(Saved data entries)
+ + + +

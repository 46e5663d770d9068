use chrono::{DateTime, Utc};
use serde::{Deserialize, Serialize};
use uuid::Uuid;

use crate::rules::conditions::{EventCondition, RuleCondition};

use super::lead::{Intent, ScoreCategory};
use super::team::{AssignmentStrategy, Role};

/// How a scoring rule is triggered
#[derive(Debug, Clone, Copy, PartialEq, Eq, Serialize, Deserialize)]
#[serde(rename_all = "snake_case")]
pub enum RuleType {
    Event,
    Field,
    Threshold,
}

impl RuleType {
    pub fn as_str(&self) -> &'static str {
        match self {
            RuleType::Event => "event",
            RuleType::Field => "field",
            RuleType::Threshold => "threshold",
        }
    }
}

impl TryFrom<&str> for RuleType {
    type Error = String;

    fn try_from(s: &str) -> Result<Self, Self::Error> {
        match s {
            "event" => Ok(RuleType::Event),
            "field" => Ok(RuleType::Field),
            "threshold" => Ok(RuleType::Threshold),
            other => Err(format!("unknown rule type: {other}")),
        }
    }
}

/// Versioned scoring configuration row
#[derive(Debug, Clone, Serialize, Deserialize)]
pub struct ScoringRule {
    pub id: Uuid,
    /// Unique handle, stable across versions
    pub slug: String,
    pub name: String,
    pub category: ScoreCategory,
    pub rule_type: RuleType,
    pub conditions: RuleCondition,
    /// May be negative (e.g. unsubscribe)
    pub points: i32,
    /// Cap within a rolling 24h window
    pub max_per_day: Option<i32>,
    /// Lifetime cap per lead
    pub max_per_lead: Option<i32>,
    /// Days until the awarded points expire
    pub decay_days: Option<i32>,
    pub priority: i32,
    pub is_active: bool,
    pub version: i32,
    pub created_at: DateTime<Utc>,
    pub updated_at: DateTime<Utc>,
}

/// Intent detection configuration row
#[derive(Debug, Clone, Serialize, Deserialize)]
pub struct IntentRule {
    pub id: Uuid,
    pub intent: Intent,
    pub trigger: RuleCondition,
    pub confidence_points: i64,
    pub description: Option<String>,
    pub is_active: bool,
    pub created_at: DateTime<Utc>,
}

/// What fires an automation rule
#[derive(Debug, Clone, Copy, PartialEq, Eq, Serialize, Deserialize)]
#[serde(rename_all = "snake_case")]
pub enum TriggerType {
    Event,
    ScoreThreshold,
    IntentDetected,
    TimeInStage,
}

impl TriggerType {
    pub fn as_str(&self) -> &'static str {
        match self {
            TriggerType::Event => "event",
            TriggerType::ScoreThreshold => "score_threshold",
            TriggerType::IntentDetected => "intent_detected",
            TriggerType::TimeInStage => "time_in_stage",
        }
    }
}

impl TryFrom<&str> for TriggerType {
    type Error = String;

    fn try_from(s: &str) -> Result<Self, Self::Error> {
        match s {
            "event" => Ok(TriggerType::Event),
            "score_threshold" => Ok(TriggerType::ScoreThreshold),
            "intent_detected" => Ok(TriggerType::IntentDetected),
            "time_in_stage" => Ok(TriggerType::TimeInStage),
            other => Err(format!("unknown trigger type: {other}")),
        }
    }
}

/// Trigger payload stored as JSONB alongside the trigger type column
#[derive(Debug, Clone, Serialize, Deserialize, PartialEq)]
#[serde(tag = "type", rename_all = "snake_case")]
pub enum AutomationTrigger {
    /// Same matcher as event-typed scoring rules
    Event { condition: EventCondition },
    /// Fires when the total crosses the threshold upward in one cycle
    ScoreThreshold { threshold: i32 },
    /// Fires once per lead when the primary intent reaches the gate
    IntentDetected { intent: Intent, confidence_gte: i32 },
    /// Evaluated by the daily sweep, not the event path
    TimeInStage { stage_slug: String, days: i64 },
}

impl AutomationTrigger {
    pub fn trigger_type(&self) -> TriggerType {
        match self {
            AutomationTrigger::Event { .. } => TriggerType::Event,
            AutomationTrigger::ScoreThreshold { .. } => TriggerType::ScoreThreshold,
            AutomationTrigger::IntentDetected { .. } => TriggerType::IntentDetected,
            AutomationTrigger::TimeInStage { .. } => TriggerType::TimeInStage,
        }
    }
}

#[derive(Debug, Clone, Copy, PartialEq, Eq, Serialize, Deserialize)]
#[serde(rename_all = "snake_case")]
pub enum ActionType {
    MoveToStage,
    AssignOwner,
    SendNotification,
    CreateTask,
    SyncMoco,
    UpdateField,
    RouteToPipeline,
}

impl ActionType {
    pub fn as_str(&self) -> &'static str {
        match self {
            ActionType::MoveToStage => "move_to_stage",
            ActionType::AssignOwner => "assign_owner",
            ActionType::SendNotification => "send_notification",
            ActionType::CreateTask => "create_task",
            ActionType::SyncMoco => "sync_moco",
            ActionType::UpdateField => "update_field",
            ActionType::RouteToPipeline => "route_to_pipeline",
        }
    }
}

/// Moco operations an automation rule may enqueue
#[derive(Debug, Clone, Copy, PartialEq, Eq, Serialize, Deserialize)]
#[serde(rename_all = "snake_case")]
pub enum MocoAction {
    CreateCustomer,
    CreateOffer,
    CreateInvoice,
}

impl MocoAction {
    pub fn as_str(&self) -> &'static str {
        match self {
            MocoAction::CreateCustomer => "create_customer",
            MocoAction::CreateOffer => "create_offer",
            MocoAction::CreateInvoice => "create_invoice",
        }
    }
}

/// Action payload stored as JSONB alongside the action type column
#[derive(Debug, Clone, Serialize, Deserialize, PartialEq)]
#[serde(tag = "type", rename_all = "snake_case")]
pub enum AutomationAction {
    MoveToStage {
        stage_slug: String,
    },
    AssignOwner {
        role: Role,
        strategy: AssignmentStrategy,
        #[serde(default)]
        region_aware: bool,
    },
    SendNotification {
        /// Supports {lead.*} and {deal.*} placeholders
        template: String,
        #[serde(default)]
        channel: Option<String>,
    },
    CreateTask {
        title_template: String,
        #[serde(default)]
        description_template: Option<String>,
        task_type: String,
        due_days: i64,
        #[serde(default)]
        assign_role: Option<Role>,
    },
    SyncMoco {
        action: MocoAction,
    },
    UpdateField {
        field: String,
        value: serde_json::Value,
    },
    RouteToPipeline {
        pipeline_slug: String,
        #[serde(default = "default_create_deal")]
        create_deal: bool,
    },
}

fn default_create_deal() -> bool {
    true
}

impl AutomationAction {
    pub fn action_type(&self) -> ActionType {
        match self {
            AutomationAction::MoveToStage { .. } => ActionType::MoveToStage,
            AutomationAction::AssignOwner { .. } => ActionType::AssignOwner,
            AutomationAction::SendNotification { .. } => ActionType::SendNotification,
            AutomationAction::CreateTask { .. } => ActionType::CreateTask,
            AutomationAction::SyncMoco { .. } => ActionType::SyncMoco,
            AutomationAction::UpdateField { .. } => ActionType::UpdateField,
            AutomationAction::RouteToPipeline { .. } => ActionType::RouteToPipeline,
        }
    }

    /// Fields `update_field` may touch. Everything else is rejected at
    /// execution time.
    pub const UPDATABLE_FIELDS: [&'static str; 3] = ["status", "lifecycle_stage", "primary_intent"];
}

/// Configured automation rule
#[derive(Debug, Clone, Serialize, Deserialize)]
pub struct AutomationRule {
    pub id: Uuid,
    pub name: String,
    pub trigger: AutomationTrigger,
    pub action: AutomationAction,
    pub priority: i32,
    /// Optional scoping to one pipeline/stage
    pub pipeline_id: Option<Uuid>,
    pub stage_id: Option<Uuid>,
    pub is_active: bool,
    pub last_executed_at: Option<DateTime<Utc>>,
    pub execution_count: i64,
    pub created_at: DateTime<Utc>,
    pub updated_at: DateTime<Utc>,
}

#[cfg(test)]
mod tests {
    use super::*;
    use serde_json::json;

    #[test]
    fn test_trigger_round_trip() {
        let trigger: AutomationTrigger = serde_json::from_value(json!({
            "type": "score_threshold",
            "threshold": 80
        }))
        .unwrap();
        assert_eq!(trigger, AutomationTrigger::ScoreThreshold { threshold: 80 });
        assert_eq!(trigger.trigger_type(), TriggerType::ScoreThreshold);

        let intent: AutomationTrigger = serde_json::from_value(json!({
            "type": "intent_detected",
            "intent": "b2b",
            "confidence_gte": 70
        }))
        .unwrap();
        assert_eq!(intent.trigger_type(), TriggerType::IntentDetected);
    }

    #[test]
    fn test_action_round_trip() {
        let action: AutomationAction = serde_json::from_value(json!({
            "type": "create_task",
            "title_template": "Call {lead.first_name} about the demo",
            "task_type": "call",
            "due_days": 2
        }))
        .unwrap();
        assert_eq!(action.action_type(), ActionType::CreateTask);

        let route: AutomationAction = serde_json::from_value(json!({
            "type": "route_to_pipeline",
            "pipeline_slug": "discovery"
        }))
        .unwrap();
        // create_deal defaults to true
        assert_eq!(
            route,
            AutomationAction::RouteToPipeline {
                pipeline_slug: "discovery".to_string(),
                create_deal: true
            }
        );
    }

    #[test]
    fn test_update_field_allow_list() {
        assert!(AutomationAction::UPDATABLE_FIELDS.contains(&"lifecycle_stage"));
        assert!(!AutomationAction::UPDATABLE_FIELDS.contains(&"email"));
    }
}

+ + + +

Count each line above with "AssignmentStrategy"; write only the number.

2